**Work required**
Pull every line with "meta" from the material.

**Supplied data**
"""
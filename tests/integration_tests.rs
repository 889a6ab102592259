mod common;

use actix_web::{http::StatusCode, test, App};
use serde_json::{json, Value};

use common::{
    admin, bearer, sign, test_context, test_context_with_config, valid_claims, TestContext,
};
use survey_server::{
    config::Config,
    handlers,
    middleware::{RequestIdMiddleware, REQUEST_ID_HEADER},
    models::dto::response::{QuestionDto, SurveyDto},
};

macro_rules! init_app {
    ($ctx:expr) => {
        test::init_service(
            App::new()
                .app_data($ctx.state.clone())
                .wrap(RequestIdMiddleware)
                .configure(handlers::configure),
        )
        .await
    };
}

macro_rules! create_question {
    ($app:expr, $text:expr) => {{
        let req = test::TestRequest::post()
            .uri("/api/questions")
            .set_json(json!({ "question": $text }))
            .to_request();
        let resp = test::call_service(&$app, req).await;
        assert_eq!(resp.status(), StatusCode::CREATED);
        let question: QuestionDto = test::read_body_json(resp).await;
        question
    }};
}

fn question_ids(survey: &SurveyDto) -> Vec<String> {
    survey.questions.iter().map(|q| q.id.clone()).collect()
}

#[actix_web::test]
async fn test_question_crud_flow() {
    let ctx = test_context(vec![]);
    let app = init_app!(ctx);

    let created = create_question!(app, "Favourite colour?");
    assert_eq!(created.question, "Favourite colour?");
    assert!(created.meta.is_none());

    let req = test::TestRequest::get()
        .uri(&format!("/api/questions/{}", created.id))
        .to_request();
    let fetched: QuestionDto = test::call_and_read_body_json(&app, req).await;
    assert_eq!(fetched, created);

    let req = test::TestRequest::put()
        .uri(&format!("/api/questions/{}", created.id))
        .set_json(json!({ "meta": { "kind": "text" } }))
        .to_request();
    let updated: QuestionDto = test::call_and_read_body_json(&app, req).await;
    assert_eq!(updated.question, "Favourite colour?");
    assert_eq!(updated.meta, Some(json!({ "kind": "text" })));
    assert!(updated.edited_at >= created.edited_at);
    assert_eq!(updated.added_at, created.added_at);

    let req = test::TestRequest::get().uri("/api/questions").to_request();
    let listed: Vec<QuestionDto> = test::call_and_read_body_json(&app, req).await;
    assert_eq!(listed.len(), 1);

    let req = test::TestRequest::delete()
        .uri(&format!("/api/questions/{}", created.id))
        .to_request();
    let resp = test::call_service(&app, req).await;
    assert_eq!(resp.status(), StatusCode::NO_CONTENT);

    let req = test::TestRequest::get()
        .uri(&format!("/api/questions/{}", created.id))
        .to_request();
    let resp = test::call_service(&app, req).await;
    assert_eq!(resp.status(), StatusCode::NOT_FOUND);
}

#[actix_web::test]
async fn test_create_question_rejects_empty_text() {
    let ctx = test_context(vec![]);
    let app = init_app!(ctx);

    let req = test::TestRequest::post()
        .uri("/api/questions")
        .set_json(json!({ "question": "" }))
        .to_request();
    let resp = test::call_service(&app, req).await;
    assert_eq!(resp.status(), StatusCode::BAD_REQUEST);

    let body: Value = test::read_body_json(resp).await;
    assert_eq!(body["code"], 400);
    assert!(body["details"]["question"].is_array());
}

#[actix_web::test]
async fn test_malformed_body_is_a_structured_bad_request() {
    let ctx = test_context(vec![]);
    let app = init_app!(ctx);

    let req = test::TestRequest::post()
        .uri("/api/surveys")
        .insert_header(("Content-Type", "application/json"))
        .set_payload("{ not json")
        .to_request();
    let resp = test::call_service(&app, req).await;
    assert_eq!(resp.status(), StatusCode::BAD_REQUEST);

    let body: Value = test::read_body_json(resp).await;
    assert_eq!(body["error"], "malformed request body");
}

#[actix_web::test]
async fn test_survey_keeps_requested_question_order() {
    let ctx = test_context(vec![]);
    let app = init_app!(ctx);

    let q1 = create_question!(app, "Q1");
    let q2 = create_question!(app, "Q2");
    let q3 = create_question!(app, "Q3");

    let req = test::TestRequest::post()
        .uri("/api/surveys")
        .set_json(json!({
            "name": "S1",
            "active": true,
            "questions": [q2.id, q1.id]
        }))
        .to_request();
    let resp = test::call_service(&app, req).await;
    assert_eq!(resp.status(), StatusCode::CREATED);
    let survey: SurveyDto = test::read_body_json(resp).await;
    assert_eq!(question_ids(&survey), vec![q2.id.clone(), q1.id.clone()]);

    let req = test::TestRequest::get()
        .uri(&format!("/api/surveys/{}", survey.id))
        .to_request();
    let fetched: SurveyDto = test::call_and_read_body_json(&app, req).await;
    assert_eq!(question_ids(&fetched), vec![q2.id.clone(), q1.id.clone()]);
    assert_eq!(ctx.surveys.link_count().await, 2);

    let req = test::TestRequest::put()
        .uri(&format!("/api/surveys/{}", survey.id))
        .set_json(json!({ "questions": [q3.id] }))
        .to_request();
    let updated: SurveyDto = test::call_and_read_body_json(&app, req).await;
    assert_eq!(question_ids(&updated), vec![q3.id.clone()]);
    assert_eq!(updated.name, "S1");
    assert_eq!(ctx.surveys.link_count().await, 1);

    let req = test::TestRequest::delete()
        .uri(&format!("/api/surveys/{}", survey.id))
        .to_request();
    let resp = test::call_service(&app, req).await;
    assert_eq!(resp.status(), StatusCode::NO_CONTENT);
    assert_eq!(ctx.surveys.link_count().await, 0);

    // questions outlive the survey
    let req = test::TestRequest::get().uri("/api/questions").to_request();
    let listed: Vec<QuestionDto> = test::call_and_read_body_json(&app, req).await;
    assert_eq!(listed.len(), 3);
}

#[actix_web::test]
async fn test_survey_with_unknown_question_is_rejected() {
    let ctx = test_context(vec![]);
    let app = init_app!(ctx);

    let req = test::TestRequest::post()
        .uri("/api/surveys")
        .set_json(json!({ "name": "S1", "questions": ["missing"] }))
        .to_request();
    let resp = test::call_service(&app, req).await;
    assert_eq!(resp.status(), StatusCode::BAD_REQUEST);

    let body: Value = test::read_body_json(resp).await;
    assert!(body["details"]["questions"].is_array());
    assert_eq!(ctx.surveys.link_count().await, 0);
}

#[actix_web::test]
async fn test_survey_list_filters_on_active() {
    let ctx = test_context(vec![]);
    let app = init_app!(ctx);

    for (name, active) in [("Live", json!(true)), ("Draft", json!(false)), ("Unset", Value::Null)] {
        let req = test::TestRequest::post()
            .uri("/api/surveys")
            .set_json(json!({ "name": name, "active": active }))
            .to_request();
        let resp = test::call_service(&app, req).await;
        assert_eq!(resp.status(), StatusCode::CREATED);
    }

    let req = test::TestRequest::get().uri("/api/surveys").to_request();
    let all: Vec<SurveyDto> = test::call_and_read_body_json(&app, req).await;
    assert_eq!(all.len(), 3);

    let req = test::TestRequest::get()
        .uri("/api/surveys?active=true")
        .to_request();
    let live: Vec<SurveyDto> = test::call_and_read_body_json(&app, req).await;
    assert_eq!(live.len(), 1);
    assert_eq!(live[0].name, "Live");
}

#[actix_web::test]
async fn test_referenced_question_cannot_be_deleted() {
    let ctx = test_context(vec![]);
    let app = init_app!(ctx);

    let q1 = create_question!(app, "Q1");
    let req = test::TestRequest::post()
        .uri("/api/surveys")
        .set_json(json!({ "name": "S1", "questions": [q1.id] }))
        .to_request();
    let resp = test::call_service(&app, req).await;
    assert_eq!(resp.status(), StatusCode::CREATED);

    let req = test::TestRequest::delete()
        .uri(&format!("/api/questions/{}", q1.id))
        .to_request();
    let resp = test::call_service(&app, req).await;
    assert_eq!(resp.status(), StatusCode::CONFLICT);
}

#[actix_web::test]
async fn test_missing_resources_are_not_found() {
    let ctx = test_context(vec![]);
    let app = init_app!(ctx);

    for (method, uri) in [
        ("GET", "/api/questions/nope"),
        ("PUT", "/api/questions/nope"),
        ("DELETE", "/api/questions/nope"),
        ("GET", "/api/surveys/nope"),
        ("PUT", "/api/surveys/nope"),
        ("DELETE", "/api/surveys/nope"),
    ] {
        let req = match method {
            "GET" => test::TestRequest::get(),
            "PUT" => test::TestRequest::put().set_json(json!({})),
            _ => test::TestRequest::delete(),
        }
        .uri(uri)
        .to_request();

        let resp = test::call_service(&app, req).await;
        assert_eq!(resp.status(), StatusCode::NOT_FOUND, "{} {}", method, uri);
    }
}

#[actix_web::test]
async fn test_responses_carry_request_id() {
    let ctx = test_context(vec![]);
    let app = init_app!(ctx);

    let req = test::TestRequest::get().uri("/health").to_request();
    let resp = test::call_service(&app, req).await;
    assert!(resp.headers().contains_key(REQUEST_ID_HEADER));
}

#[actix_web::test]
async fn test_health_ready_without_database() {
    let ctx = test_context(vec![]);
    let app = init_app!(ctx);

    let req = test::TestRequest::get().uri("/health/ready").to_request();
    let body: Value = test::call_and_read_body_json(&app, req).await;
    assert_eq!(body["status"], "ready");
}

async fn call_protected(ctx: &TestContext, auth: Option<String>) -> (StatusCode, Value) {
    call_protected_with_header(ctx, auth.map(|token| bearer(&token).1)).await
}

async fn call_protected_with_header(
    ctx: &TestContext,
    authorization: Option<String>,
) -> (StatusCode, Value) {
    let app = init_app!(ctx);

    let mut req = test::TestRequest::get().uri("/api/admin/protected");
    if let Some(value) = authorization {
        req = req.insert_header(("Authorization", value));
    }

    let resp = test::call_service(&app, req.to_request()).await;
    let status = resp.status();
    let body: Value = test::read_body_json(resp).await;
    (status, body)
}

#[actix_web::test]
async fn test_admin_route_without_token_is_unauthorized() {
    let ctx = test_context(vec![]);
    let (status, _) = call_protected(&ctx, None).await;
    assert_eq!(status, StatusCode::UNAUTHORIZED);
}

#[actix_web::test]
async fn test_admin_route_rejects_non_bearer_scheme() {
    let ctx = test_context(vec![admin("a1", "oid-1", true, true)]);

    let (status, _) =
        call_protected_with_header(&ctx, Some("Basic dXNlcjpwYXNzd29yZA==".to_string())).await;
    assert_eq!(status, StatusCode::UNAUTHORIZED);

    let (status, _) = call_protected_with_header(&ctx, Some("Bearer".to_string())).await;
    assert_eq!(status, StatusCode::UNAUTHORIZED);
}

#[actix_web::test]
async fn test_admin_route_requires_configured_scope() {
    let config = Config {
        azure_required_scope: Some("Surveys.Admin".to_string()),
        ..Config::test_config()
    };
    let ctx = test_context_with_config(config, vec![admin("a1", "oid-1", true, true)]);

    let (status, body) = call_protected(&ctx, Some(sign(&valid_claims("oid-1")))).await;
    assert_eq!(status, StatusCode::FORBIDDEN);
    assert_eq!(body["error"], "insufficient_scope_or_role");

    let mut scoped = valid_claims("oid-1");
    scoped["scp"] = json!("openid Surveys.Admin");
    let (status, _) = call_protected(&ctx, Some(sign(&scoped))).await;
    assert_eq!(status, StatusCode::OK);
}

#[actix_web::test]
async fn test_admin_route_rejects_wrong_audience() {
    let ctx = test_context(vec![admin("a1", "oid-1", true, true)]);

    let mut claims = valid_claims("oid-1");
    claims["aud"] = json!("some-other-api");

    let (status, body) = call_protected(&ctx, Some(sign(&claims))).await;
    assert_eq!(status, StatusCode::UNAUTHORIZED);
    assert_eq!(body["error"], "invalid token");
}

#[actix_web::test]
async fn test_admin_route_rejects_expired_token() {
    let ctx = test_context(vec![admin("a1", "oid-1", true, true)]);

    let mut claims = valid_claims("oid-1");
    claims["exp"] = json!(chrono::Utc::now().timestamp() - 3600);

    let (status, _) = call_protected(&ctx, Some(sign(&claims))).await;
    assert_eq!(status, StatusCode::UNAUTHORIZED);
}

#[actix_web::test]
async fn test_admin_route_forbids_unknown_identity() {
    let ctx = test_context(vec![]);
    let (status, _) = call_protected(&ctx, Some(sign(&valid_claims("oid-1")))).await;
    assert_eq!(status, StatusCode::FORBIDDEN);
}

#[actix_web::test]
async fn test_admin_route_forbids_inactive_admin() {
    let ctx = test_context(vec![admin("a1", "oid-1", true, false)]);
    let (status, _) = call_protected(&ctx, Some(sign(&valid_claims("oid-1")))).await;
    assert_eq!(status, StatusCode::FORBIDDEN);
}

#[actix_web::test]
async fn test_admin_route_admits_active_admin() {
    let ctx = test_context(vec![admin("a1", "oid-1", true, true)]);
    let (status, body) = call_protected(&ctx, Some(sign(&valid_claims("oid-1")))).await;

    assert_eq!(status, StatusCode::OK);
    assert_eq!(body["message"], "You are an admin");
    assert_eq!(body["user"]["id"], "a1");
    assert_eq!(body["identity"]["oid"], "oid-1");
    assert_eq!(body["identity"]["email"], "oid-1@example.com");
}

#[actix_web::test]
async fn test_admin_me_echoes_identity_without_admin_record() {
    let ctx = test_context(vec![]);
    let app = init_app!(ctx);

    let token = sign(&valid_claims("oid-7"));
    let req = test::TestRequest::get()
        .uri("/api/admin/me")
        .insert_header(bearer(&token))
        .to_request();
    let body: Value = test::call_and_read_body_json(&app, req).await;

    assert_eq!(body["oid"], "oid-7");
    assert_eq!(body["email"], "oid-7@example.com");
}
"""
**Expected answer**
    assert!(created.meta.is_none());
        .set_json(json!({ "meta": { "kind": "text" } }))
    assert_eq!(updated.meta, Some(json!({ "kind": "text" })));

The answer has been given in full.